What a good entry-level freight broker job looks like

A good entry-level freight broker job does not throw a beginner into sales with no structure. It teaches the freight lifecycle, customer types, carrier sourcing, rate quoting, load coverage, service tracking, and internal systems. The beginner should know what success looks like in the first 30, 60, and 90 days.

Training should include live call examples, CRM/TMS practice, rate quoting, carrier vetting basics, shipment tracking, customer updates, and service failure handling. Freight changes quickly, so beginners need to learn both process and judgment.

The manager should be able to explain the pay plan clearly. Commission can be attractive, but beginners should understand draw terms, recoverable draws, chargebacks, account ownership, margin thresholds, payment timing, and when commission is actually earned.

Sales reality

Why entry-level freight broker jobs are sales jobs

Many applicants focus on the logistics side of brokerage and underestimate the sales side. Freight brokers need customers, and customers usually come from prospecting, referrals, follow-up, pricing, service, and relationship building. A broker may spend a large part of the day calling shippers, following up on quotes, and trying to win freight.

Carrier sales is also sales work. The broker or carrier sales representative needs to find reliable carriers, negotiate rates, communicate requirements, and keep service on track.

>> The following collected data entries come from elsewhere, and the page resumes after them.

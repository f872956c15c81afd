//! Per-handle publish/subscribe.
//!
//! Every handle exposes its lifecycle (`Connect`, `Data`, `Close`, ...) as
//! events on an [`Emitter`]. Subscriptions are explicit and cancellable;
//! handlers run in subscription order; a panicking handler is isolated so
//! its siblings still run.

use std::panic::{AssertUnwindSafe, catch_unwind};
use std::sync::Arc;

use parking_lot::Mutex;
use tracing::warn;

type Handler<E> = Arc<dyn Fn(&E) + Send + Sync>;

struct Inner<E> {
    next_id: u64,
    handlers: Vec<(u64, Handler<E>)>,
}

/// An ordered, panic-isolated event publisher.
///
/// Cloning an `Emitter` clones a reference to the same subscription list.
pub struct Emitter<E> {
    inner: Arc<Mutex<Inner<E>>>,
}

impl<E> Clone for Emitter<E> {
    fn clone(&self) -> Self {
        Self {
            inner: Arc::clone(&self.inner),
        }
    }
}

impl<E> Default for Emitter<E> {
    fn default() -> Self {
        Self::new()
    }
}

impl<E> Emitter<E> {
    pub fn new() -> Self {
        Self {
            inner: Arc::new(Mutex::new(Inner {
                next_id: 1,
                handlers: Vec::new(),
            })),
        }
    }

    /// Subscribe a handler. Handlers are invoked in subscription order.
    ///
    /// The handler stays subscribed until [`Subscription::cancel`] is
    /// called; dropping the returned token detaches it without
    /// unsubscribing.
    pub fn subscribe(&self, handler: impl Fn(&E) + Send + Sync + 'static) -> Subscription<E> {
        let mut inner = self.inner.lock();
        let id = inner.next_id;
        inner.next_id += 1;
        inner.handlers.push((id, Arc::new(handler)));
        Subscription {
            id,
            inner: Arc::downgrade(&self.inner),
        }
    }

    /// Invoke every subscribed handler with `event`, in subscription order.
    ///
    /// A panic in one handler is caught and logged; the remaining handlers
    /// still run. Handlers subscribed or cancelled *during* emission take
    /// effect from the next emission.
    pub fn emit(&self, event: &E) {
        let snapshot: Vec<Handler<E>> = {
            let inner = self.inner.lock();
            inner.handlers.iter().map(|(_, h)| Arc::clone(h)).collect()
        };
        for handler in snapshot {
            if catch_unwind(AssertUnwindSafe(|| handler(event))).is_err() {
                warn!("event handler panicked; continuing with remaining handlers");
            }
        }
    }

    /// Number of live subscriptions.
    pub fn len(&self) -> usize {
        self.inner.lock().handlers.len()
    }

    pub fn is_empty(&self) -> bool {
        self.len() == 0
    }
}

/// Token for one subscription on an [`Emitter`].
pub struct Subscription<E> {
    id: u64,
    inner: std::sync::Weak<Mutex<Inner<E>>>,
}

impl<E> Subscription<E> {
    /// Remove the handler from the emitter.
    pub fn cancel(self) {
        if let Some(inner) = self.inner.upgrade() {
            inner.lock().handlers.retain(|(id, _)| *id != self.id);
        }
    }
}

#[cfg(test)]
mod tests {
    use super::*;
    use std::sync::atomic::{AtomicUsize, Ordering};

    #[test]
    fn handlers_run_in_subscription_order() {
        let emitter = Emitter::<u32>::new();
        let log = Arc::new(Mutex::new(Vec::new()));

        for tag in ["first", "second", "third"] {
            let log = Arc::clone(&log);
            emitter.subscribe(move |_| log.lock().push(tag));
        }

        emitter.emit(&0);
        assert_eq!(*log.lock(), vec!["first", "second", "third"]);
    }

    #[test]
    fn panicking_handler_does_not_suppress_siblings() {
        let emitter = Emitter::<()>::new();
        let calls = Arc::new(AtomicUsize::new(0));

        emitter.subscribe(|_| panic!("boom"));
        {
            let calls = Arc::clone(&calls);
            emitter.subscribe(move |_| {
                calls.fetch_add(1, Ordering::SeqCst);
            });
        }

        emitter.emit(&());
        assert_eq!(calls.load(Ordering::SeqCst), 1);
    }

    #[test]
    fn cancel_removes_only_that_handler() {
        let emitter = Emitter::<()>::new();
        let calls = Arc::new(AtomicUsize::new(0));

        let sub = {
            let calls = Arc::clone(&calls);
            emitter.subscribe(move |_| {
                calls.fetch_add(1, Ordering::SeqCst);
            })
        };
        {
            let calls = Arc::clone(&calls);
            emitter.subscribe(move |_| {
                calls.fetch_add(10, Ordering::SeqCst);
            });
        }

        sub.cancel();
        emitter.emit(&());
        assert_eq!(calls.load(Ordering::SeqCst), 10);
        assert_eq!(emitter.len(), 1);
    }
}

A cheap carrier does not help if the load fails. A strong beginner learns to balance price, reliability, and customer needs.

This is why entry-level applicants should be honest about whether they want a sales role. People who like communication, follow-up, negotiation, and competition may fit well. People who only want quiet back-office work may prefer logistics coordinator or transportation coordinator roles.

Role fit

How to decide if entry-level freight brokerage is right for you

Start by comparing your strengths to the daily work. If you are comfortable making calls, asking for business, following up repeatedly, documenting details, and handling urgent problems, brokerage may fit. If you prefer scheduling, tracking, and internal coordination without sales pressure, dispatch or logistics coordination may fit better.

Next, compare the employer. A beginner-friendly brokerage should provide training, clear tools, manager coaching, realistic ramp-up expectations, and a pay plan you can explain back in plain language. If the employer cannot explain these details, the role may be hard to evaluate.

Finally, compare the path. Entry-level freight broker work can lead to account management, carrier sales, customer sales, freight broker, freight broker agent, or logistics sales leadership. The path is strongest when the first job teaches real freight, not only cold calling without support.

FAQ

Entry level freight broker jobs FAQ

Can I get a freight broker job with no experience?

Yes, some brokerages hire trainees, carrier sales representatives, customer sales representatives, broker assistants, and logistics sales coordinators. Training, pay plan clarity, and manager support are important.

What does an entry-level freight broker do?

Entry-level freight broker work may include prospecting customers, calling carriers, quoting rates, entering loads, tracking shipments, updating customers, and helping solve service problems.

Are entry-level freight broker jobs commission only?

Some are commission-heavy, but pay structures vary. Ask whether the role is salary, hourly, base plus commission, draw plus commission, or commission only, and ask how chargebacks and payment timing work.

What should I ask before accepting a freight broker trainee job?

Ask about training, pay structure, draw terms, commission timing, lead sources, call expectations, CRM/TMS tools, account ownership, carrier vetting, and manager coaching.